◆ **Source records**:
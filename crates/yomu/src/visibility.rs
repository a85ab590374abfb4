//! Host visibility feed
//!
//! Scanning is suspended while the host (page, window, app) is hidden
//! unless background scanning is enabled. The host reports changes through
//! a [`VisibilityController`]; the scanner watches the paired feed.

use serde::{Deserialize, Serialize};
use tokio::sync::watch;

#[derive(Debug, Clone, Copy, PartialEq, Eq, Hash, Serialize, Deserialize)]
#[serde(rename_all = "lowercase")]
pub enum Visibility {
    Visible,
    Hidden,
}

impl Visibility {
    pub fn is_visible(self) -> bool {
        self == Visibility::Visible
    }
}

/// Receiving side, handed to the scanner.
pub type VisibilityFeed = watch::Receiver<Visibility>;

/// Host-side sender for visibility changes.
#[derive(Debug, Clone)]
pub struct VisibilityController {
    tx: watch::Sender<Visibility>,
}

impl VisibilityController {
    /// Create a controller and the feed to pass to a scanner.
    pub fn new(initial: Visibility) -> (Self, VisibilityFeed) {
        let (tx, rx) = watch::channel(initial);
        (Self { tx }, rx)
    }

    /// Report the current visibility. Repeating the current value is a no-op.
    pub fn set(&self, visibility: Visibility) {
        self.tx.send_if_modified(|current| {
            if *current == visibility {
                false
            } else {
                *current = visibility;
                true
            }
        });
    }

    pub fn show(&self) {
        self.set(Visibility::Visible);
    }

    pub fn hide(&self) {
        self.set(Visibility::Hidden);
    }

    pub fn current(&self) -> Visibility {
        *self.tx.borrow()
    }

    /// Another feed for an additional scanner.
    pub fn subscribe(&self) -> VisibilityFeed {
        self.tx.subscribe()
    }
}
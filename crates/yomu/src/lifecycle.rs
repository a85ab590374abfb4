//! Scanner lifecycle state machine
//!
//! Pure bookkeeping: which transitions are legal, and which one (if any)
//! is in flight. Side effects (camera, capture session, events) belong to
//! the controller in [`crate::scanner`].
//!
//! ```text
//! Stopped                    --start-->      Started
//! Started | Active | Inactive --stop-->      Stopped
//! Started | Inactive         --activate-->   Active
//! Started | Active           --deactivate--> Inactive
//! ```
//!
//! Activation is asynchronous (the camera has to be acquired first), so
//! firing `Activate` yields [`Transition::Pending`]. The controller later
//! resolves it with [`Lifecycle::commit`] or [`Lifecycle::abort`]; until
//! then the machine stays in the source state and refuses other events.

use std::fmt;

use serde::{Deserialize, Serialize};

use crate::error::MediaError;

#[derive(Debug, Clone, Copy, PartialEq, Eq, Hash, Serialize, Deserialize)]
#[serde(rename_all = "lowercase")]
pub enum ScanState {
    Stopped,
    /// Started but not (yet) scanning
    Started,
    /// Camera running, frames being decoded
    Active,
    /// Started, suspended (e.g. host hidden)
    Inactive,
}

impl ScanState {
    /// Destination of `event` from this state, if the event is permitted.
    pub fn target(self, event: LifecycleEvent) -> Option<ScanState> {
        use LifecycleEvent::*;
        use ScanState::*;

        match (self, event) {
            (Stopped, Start) => Some(Started),
            (Started | Active | Inactive, Stop) => Some(Stopped),
            (Started | Inactive, Activate) => Some(Active),
            (Started | Active, Deactivate) => Some(Inactive),
            _ => None,
        }
    }

    pub fn is_stopped(self) -> bool {
        self == ScanState::Stopped
    }

    pub fn is_active(self) -> bool {
        self == ScanState::Active
    }
}

impl fmt::Display for ScanState {
    fn fmt(&self, f: &mut fmt::Formatter<'_>) -> fmt::Result {
        match self {
            ScanState::Stopped => write!(f, "stopped"),
            ScanState::Started => write!(f, "started"),
            ScanState::Active => write!(f, "active"),
            ScanState::Inactive => write!(f, "inactive"),
        }
    }
}

#[derive(Debug, Clone, Copy, PartialEq, Eq, Hash)]
pub enum LifecycleEvent {
    Start,
    Stop,
    Activate,
    Deactivate,
}

/// Why a transition did not happen.
#[derive(Debug, Clone, PartialEq, Eq)]
pub enum Rejection {
    /// The event is not legal from the current state
    NotPermitted,
    /// Another transition is still pending
    Busy,
    /// Host is hidden and background scanning is disabled
    Hidden,
    /// No camera was ever supplied
    NoCamera,
    /// The camera could not be started
    Acquisition(MediaError),
    /// Superseded by a later stop, restart, or deactivation
    Cancelled,
}

impl fmt::Display for Rejection {
    fn fmt(&self, f: &mut fmt::Formatter<'_>) -> fmt::Result {
        match self {
            Rejection::NotPermitted => write!(f, "not permitted"),
            Rejection::Busy => write!(f, "transition pending"),
            Rejection::Hidden => write!(f, "host hidden"),
            Rejection::NoCamera => write!(f, "no camera"),
            Rejection::Acquisition(e) => write!(f, "{}", e),
            Rejection::Cancelled => write!(f, "cancelled"),
        }
    }
}

/// Outcome of firing an event.
#[derive(Debug, Clone, PartialEq, Eq)]
pub enum Transition {
    /// Accepted; waiting on an asynchronous step before it takes effect
    Pending { from: ScanState, to: ScanState },
    /// Took effect
    Committed { from: ScanState, to: ScanState },
    /// Did not take effect; the state is still `from`
    Rejected {
        from: ScanState,
        event: LifecycleEvent,
        reason: Rejection,
    },
}

impl Transition {
    pub fn is_committed(&self) -> bool {
        matches!(self, Transition::Committed { .. })
    }

    pub fn is_rejected(&self) -> bool {
        matches!(self, Transition::Rejected { .. })
    }

    /// State the machine is in once this outcome is known.
    pub fn state(&self) -> ScanState {
        match self {
            Transition::Pending { from, .. } => *from,
            Transition::Committed { to, .. } => *to,
            Transition::Rejected { from, .. } => *from,
        }
    }

    pub fn rejection(&self) -> Option<&Rejection> {
        match self {
            Transition::Rejected { reason, .. } => Some(reason),
            _ => None,
        }
    }
}

#[derive(Debug, Clone, Copy, PartialEq, Eq)]
struct PendingTransition {
    from: ScanState,
    to: ScanState,
    event: LifecycleEvent,
}

#[derive(Debug, Clone)]
pub struct Lifecycle {
    state: ScanState,
    pending: Option<PendingTransition>,
}

impl Default for Lifecycle {
    fn default() -> Self {
        Self::new()
    }
}

impl Lifecycle {
    pub fn new() -> Self {
        Self {
            state: ScanState::Stopped,
            pending: None,
        }
    }

    pub fn state(&self) -> ScanState {
        self.state
    }

    pub fn is_pending(&self) -> bool {
        self.pending.is_some()
    }

    /// Destination of the in-flight transition, if any
    pub fn pending_target(&self) -> Option<ScanState> {
        self.pending.map(|p| p.to)
    }

    /// Whether `event` would be accepted right now.
    pub fn can(&self, event: LifecycleEvent) -> bool {
        self.pending.is_none() && self.state.target(event).is_some()
    }

    /// Fire an event. `Activate` is held pending; everything else commits.
    pub fn fire(&mut self, event: LifecycleEvent) -> Transition {
        let from = self.state;

        if self.pending.is_some() {
            return Transition::Rejected {
                from,
                event,
                reason: Rejection::Busy,
            };
        }

        let Some(to) = from.target(event) else {
            return Transition::Rejected {
                from,
                event,
                reason: Rejection::NotPermitted,
            };
        };

        if event == LifecycleEvent::Activate {
            self.pending = Some(PendingTransition { from, to, event });
            return Transition::Pending { from, to };
        }

        self.state = to;
        Transition::Committed { from, to }
    }

    /// Complete the pending transition.
    pub fn commit(&mut self) -> Option<Transition> {
        let pending = self.pending.take()?;
        self.state = pending.to;
        Some(Transition::Committed {
            from: pending.from,
            to: pending.to,
        })
    }

    /// Abandon the pending transition; the state stays where it was.
    pub fn abort(&mut self, reason: Rejection) -> Option<Transition> {
        let pending = self.pending.take()?;
        Some(Transition::Rejected {
            from: pending.from,
            event: pending.event,
            reason,
        })
    }
}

◆ **Work instructions**: Only lines with the word "else" are wanted, so copy each one from the records.

◆ **Task result**:
            } else {
    /// Fire an event. `Activate` is held pending; everything else commits.
        let Some(to) = from.target(event) else {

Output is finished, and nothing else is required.